Variants/case classes/algebraic data types/sums/oh my!

Sun Jun 12 22:50:52 UTC 2016

----- Mail original -----
> De: "John Rose" <john.r.rose at oracle.com>
> À: "Rémi Forax" <forax at univ-mlv.fr>
> Cc: "org openjdk" <org.openjdk at io7m.com>, valhalla-dev at openjdk.java.net
> Envoyé: Dimanche 12 Juin 2016 03:34:48
> Objet: Re: Variants/case classes/algebraic data types/sums/oh my!
> 
> On Jun 11, 2016, at 5:12 PM, forax at univ-mlv.fr wrote:
> > 
> > 
> > De: "John Rose" <john.r.rose at oracle.com>
> > À: "Rémi Forax" <forax at univ-mlv.fr>
> > Cc: "org openjdk" <org.openjdk at io7m.com>, valhalla-dev at openjdk.java.net
> > Envoyé: Dimanche 12 Juin 2016 01:02:52
> > Objet: Re: Variants/case classes/algebraic data types/sums/oh my!
> > Hi John,
> > 
> >>> On Jun 11, 2016, at 4:18 AM, Remi Forax <forax at univ-mlv.fr> wrote:
> >>> 
> >>> because K is reified, there will be two methods eval() at runtime, one
> >>> specialized for K = 0 and an other for K = 1,
> >>> which means that the switch will be constant fold (the real 'switch' is
> >>> done when selecting the specialization).
> >>> 
> >> That is an interesting use case for non-type class template parameters!
> >> 
> > Here is another one,
> > class ArrayList<any E> {
> >   final E[] array;
> >   int size;
> > 
> >   public <Consumer<? super E> U> void forEach(U consumer) {
> >      for(int i = 0; i < size; i++) {
> >        consumer.accept(array[i]);
> >      }
> >   }
> > }
> 
> I think there are two simple ways to interpret your suggestion.  One is to
> split and specialize forEach by concrete consumer *type*, and one is to
> specialize by consumer *instance*.
> 
>   public <__SpecializePerType U extends Consumer<? super E>> void forEach(U
>   consumer) {
>      for(int i = 0; i < size; i++) {
>        consumer.accept(array[i]);
>      }
>   }
>   public <__SpecializePerInstanceOf U extends Consumer<? super E>> void
>   forEach(U consumer) {
>      for(int i = 0; i < size; i++) {
>        consumer.accept(array[i]);
>      }
>   }
> 

I was suggesting the later, hence the <Consumer<? super E> U> and not <U extends Consumer<? super E>>.

> 
> > In the snippet above, forEach is specialized by the value of the lambda
> > taken as argument, which is another way to say that he code of forEach and
> > the code of the lambda should be inlined together.

> 
> Yes; function parameters to templates are an important organizing feature for
> C++ STL algorithms.  The sort method is also a good candidate for such
> treatment.  C++ expresses per-type specialization using type parameters and
> per-instance specialization using non-type parameters.
> 
> The general problem here is what I call the loop customization problem, which
> is to code loops once and compile them into enough specialized versions to
> unlock a desirable level of optimization.  The JVM ought to create and
> maintain a library of specializations of forEach (or sort), one for each
> significantly different "loop shape syndrome" determined by a specific
> consumer (or comparator, for sort).

It depends when you do the specialization.

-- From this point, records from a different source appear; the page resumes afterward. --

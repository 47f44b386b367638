//! Persistent deposit book.
//!
//! One JSON array at `<data-dir>/deposits.json`, owner-only, written with
//! temp-file + rename. A process-level mutex serializes every operation; a
//! pid lockfile guards against a second agent on the same directory.
//! Records are never deleted; a withdrawn deposit keeps its row forever.

use cipher_core::error::{Error, Result};
use serde::{Deserialize, Serialize};
use std::path::{Path, PathBuf};
use tokio::sync::Mutex;
use tracing::{debug, warn};

pub const BOOK_FILE: &str = "deposits.json";
const LOCK_FILE: &str = "deposits.json.lock";

/// Sentinel reference set by the pre-mark step, replaced by the relayer
/// queue ID once the submission is accepted.
pub const PENDING_REF: &str = "pending";

#[derive(Debug, Clone, Serialize, Deserialize, PartialEq, Eq)]
pub struct DepositRecord {
    pub code: String,
    pub commitment: String,
    pub amount: u64,
    pub tx_id: String,
    pub timestamp: String,
    pub withdrawn: bool,
    pub withdraw_ref: Option<String>,
}

pub struct DepositBook {
    path: PathBuf,
    lock_path: PathBuf,
    guard: Mutex<()>,
}

impl DepositBook {
    pub async fn open(data_dir: &Path) -> Result<Self> {
        tokio::fs::create_dir_all(data_dir).await?;
        #[cfg(unix)]
        {
            use std::os::unix::fs::PermissionsExt;
            std::fs::set_permissions(data_dir, std::fs::Permissions::from_mode(0o700))?;
        }
        let book = Self {
            path: data_dir.join(BOOK_FILE),
            lock_path: data_dir.join(LOCK_FILE),
            guard: Mutex::new(()),
        };
        book.acquire_lockfile().await?;
        Ok(book)
    }

    /// Take the pid lockfile, stealing it when the recorded owner is gone
    /// (crashed process) or is ourselves.
    async fn acquire_lockfile(&self) -> Result<()> {
        let my_pid = std::process::id();
        if let Ok(raw) = tokio::fs::read_to_string(&self.lock_path).await {
            let owner: Option<u32> = raw.trim().parse().ok();
            match owner {
                Some(pid) if pid != my_pid && process_alive(pid) => {
                    return Err(Error::Conflict(format!(
                        "deposit book is locked by pid {pid}"
                    )));
                }
                _ => warn!(path = %self.lock_path.display(), "replacing stale deposit-book lock"),
            }
        }
        tokio::fs::write(&self.lock_path, my_pid.to_string()).await?;
        #[cfg(unix)]
        {
            use std::os::unix::fs::PermissionsExt;
            std::fs::set_permissions(&self.lock_path, std::fs::Permissions::from_mode(0o600))?;
        }
        Ok(())
    }

    pub async fn add(&self, record: DepositRecord) -> Result<()> {
        let _guard = self.guard.lock().await;
        let mut records = self.read_all().await?;
        records.push(record);
        self.write_all(&records).await
    }

    /// Oldest record with `withdrawn == false`, optionally filtered by
    /// amount.
    pub async fn find_unwithdrawn(&self, amount: Option<u64>) -> Result<Option<DepositRecord>> {
        let _guard = self.guard.lock().await;
        let records = self.read_all().await?;
        Ok(records
            .into_iter()
            .find(|r| !r.withdrawn && amount.is_none_or(|a| r.amount == a)))
    }

    /// Flip a deposit to withdrawn. Refuses a second flip; that is the
    /// double-spend guard the withdraw pipeline relies on.
    pub async fn mark_withdrawn(&self, code: &str, reference: &str) -> Result<()> {
        let _guard = self.guard.lock().await;
        let mut records = self.read_all().await?;
        let record = records
            .iter_mut()
            .find(|r| r.code == code)
            .ok_or_else(|| Error::NotFound("no such deposit".into()))?;
        if record.withdrawn {
            return Err(Error::Conflict("deposit already withdrawn".into()));
        }
        record.withdrawn = true;
        record.withdraw_ref = Some(reference.to_string());
        record.timestamp = chrono::Utc::now().to_rfc3339();
        self.write_all(&records).await
    }

    /// Replace the reference on an already-withdrawn deposit (pre-mark
    /// sentinel → relayer queue ID).
    pub async fn set_reference(&self, code: &str, reference: &str) -> Result<()> {
        let _guard = self.guard.lock().await;
        let mut records = self.read_all().await?;
        let record = records
            .iter_mut()
            .find(|r| r.code == code)
            .ok_or_else(|| Error::NotFound("no such deposit".into()))?;
        if !record.withdrawn {
            return Err(Error::Conflict("deposit is not marked withdrawn".into()));
        }
        record.withdraw_ref = Some(reference.to_string());
        self.write_all(&records).await
    }

    /// Roll a pre-mark back after a failed submission.
    pub async fn unmark(&self, code: &str) -> Result<()> {
        let _guard = self.guard.lock().await;
        let mut records = self.read_all().await?;
        let record = records
            .iter_mut()
            .find(|r| r.code == code)
            .ok_or_else(|| Error::NotFound("no such deposit".into()))?;
        record.withdrawn = false;
        record.withdraw_ref = None;
        self.write_all(&records).await
    }

    pub async fn all(&self) -> Result<Vec<DepositRecord>> {
        let _guard = self.guard.lock().await;
        self.read_all().await
    }

    async fn read_all(&self) -> Result<Vec<DepositRecord>> {
        match tokio::fs::read_to_string(&self.path).await {
            Ok(raw) => serde_json::from_str(&raw)
                .map_err(|e| Error::Integrity(format!("deposit book: {e}"))),
            Err(e) if e.kind() == std::io::ErrorKind::NotFound => Ok(Vec::new()),
            Err(e) => Err(e.into()),
        }
    }

    async fn write_all(&self, records: &[DepositRecord]) -> Result<()> {
        let body = serde_json::to_vec_pretty(records).map_err(|e| Error::Disk(e.to_string()))?;
        let tmp = self.path.with_extension("json.tmp");
        tokio::fs::write(&tmp, body).await?;
        #[cfg(unix)]
        {
            use std::os::unix::fs::PermissionsExt;
            std::fs::set_permissions(&tmp, std::fs::Permissions::from_mode(0o600))?;
        }
        tokio::fs::rename(&tmp, &self.path).await?;
        debug!(count = records.len(), "deposit book written");
        Ok(())
    }
}

impl Drop for DepositBook {
    fn drop(&mut self) {
        let _ = std::fs::remove_file(&self.lock_path);
    }
}

#[cfg(unix)]
fn process_alive(pid: u32) -> bool {
    Path::new(&format!("/proc/{pid}")).exists()
}

#[cfg(not(unix))]
fn process_alive(_pid: u32) -> bool {
    // no portable liveness probe; assume the owner is alive
    true
}

#[cfg(test)]
mod tests {
    use super::*;

    fn record(code: &str, amount: u64) -> DepositRecord {
        DepositRecord {
            code: code.into(),
            commitment: "123".into(),
            amount,
            tx_id: format!("tx-{code}"),
            timestamp: chrono::Utc::now().to_rfc3339(),
            withdrawn: false,
            withdraw_ref: None,
        }
    }

    #[tokio::test]
    async fn add_and_find_oldest_first() {
        let dir = tempfile::tempdir().unwrap();
        let book = DepositBook::open(dir.path()).await.unwrap();
        book.add(record("a", 100)).await.unwrap();
        book.add(record("b", 100)).await.unwrap();
        book.add(record("c", 200)).await.unwrap();

        let found = book.find_unwithdrawn(Some(100)).await.unwrap().unwrap();
        assert_eq!(found.code, "a");
        let any = book.find_unwithdrawn(None).await.unwrap().unwrap();
        assert_eq!(any.code, "a");
        assert!(book.find_unwithdrawn(Some(300)).await.unwrap().is_none());
    }

    #[tokio::test]
    async fn mark_is_single_shot() {
        let dir = tempfile::tempdir().unwrap();
        let book = DepositBook::open(dir.path()).await.unwrap();
        book.add(record("a", 100)).await.unwrap();

        book.mark_withdrawn("a", PENDING_REF).await.unwrap();
        assert!(matches!(
            book.mark_withdrawn("a", "again").await,
            Err(Error::Conflict(_))
        ));
        assert!(book.find_unwithdrawn(Some(100)).await.unwrap().is_none());

        book.set_reference("a", "queue-1").await.unwrap();
        let all = book.all().await.unwrap();
        assert_eq!(all[0].withdraw_ref.as_deref(), Some("queue-1"));
    }

    #[tokio::test]
    async fn unmark_restores_spendability() {
        let dir = tempfile::tempdir().unwrap();
        let book = DepositBook::open(dir.path()).await.unwrap();
        book.add(record("a", 100)).await.unwrap();
        book.mark_withdrawn("a", PENDING_REF).await.unwrap();
        book.unmark("a").await.unwrap();

        let found = book.find_unwithdrawn(Some(100)).await.unwrap().unwrap();
        assert_eq!(found.code, "a");
        assert_eq!(found.withdraw_ref, None);
    }

    #[tokio::test]
    async fn premark_survives_crash_and_restart() {
        let dir = tempfile::tempdir().unwrap();
        let book = DepositBook::open(dir.path()).await.unwrap();
        book.add(record("a", 100)).await.unwrap();
        book.mark_withdrawn("a", PENDING_REF).await.unwrap();
        // crash: the lockfile never gets cleaned up
        std::mem::forget(book);

        let reopened = DepositBook::open(dir.path()).await.unwrap();
        assert!(reopened.find_unwithdrawn(Some(100)).await.unwrap().is_none());
        let all = reopened.all().await.unwrap();
        assert_eq!(all[0].withdraw_ref.as_deref(), Some(PENDING_REF));
    }

    #[tokio::test]
    async fn records_survive_reopen() {
        let dir = tempfile::tempdir().unwrap();
        {
            let book = DepositBook::open(dir.path()).await.unwrap();
            book.add(record("a", 100)).await.unwrap();
        }
        let book = DepositBook::open(dir.path()).await.unwrap();
        assert_eq!(book.all().await.unwrap().len(), 1);
    }

    #[cfg(unix)]
    #[tokio::test]
    async fn book_file_is_owner_only() {
        use std::os::unix::fs::PermissionsExt;
        let dir = tempfile::tempdir().unwrap();
        let book = DepositBook::open(dir.path()).await.unwrap();
        book.add(record("a", 100)).await.unwrap();
        let mode = std::fs::metadata(dir.path().join(BOOK_FILE))
            .unwrap()
            .permissions()
            .mode();
        assert_eq!(mode & 0o777, 0o600);
    }
}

If the specialization occurs only at JITing time, not in the interpreter,
you don't have to maintain such library, or said differently, the code cache is your library because your unit is a method that inline possibly several specializations. 

> 
> A syndrome must specify all the information needed to produce well optimized
> native code for the algorithm loop, but it should not over-specify details
> not needed to optimize the loop.  For example, the consumer may be packing
> results into an array; the syndrome should express that fact, but not
> over-specify by working only for one specific array instance.  Should the
> syndrome specify the exact type of the array?  That's an open question.
> 
> What if the consumer is packing away only those elements that match some
> filter predicate?  In that case the filter predicate is part of the syndrome
> too, since the loop needs to open-code it.  What if it's a bound-checking
> predicate; should the exact bounds be part of the syndrome?  Probably not
> but that's an open question too.  Or, if the collection is has a non-unit
> stride (into the sink array), should the stride be syndrome or not?  Again,
> more open questions, to be solved by a mixture of static guidance from the
> programmer and online feedback from profile and type hierarchy.
> 
> You can see how streams intensify the loop customization problem by mixing
> together syndrome and non-syndrome data into a single stream; the terminal
> operation needs to sort it out and select from a repertoire of efficient
> loop bodies.  This is not soluble by lots of inlining (and so it's not
> exactly what some call the "inlining problem"), because the control flow
> might spread across multiple threads (for parallel streams).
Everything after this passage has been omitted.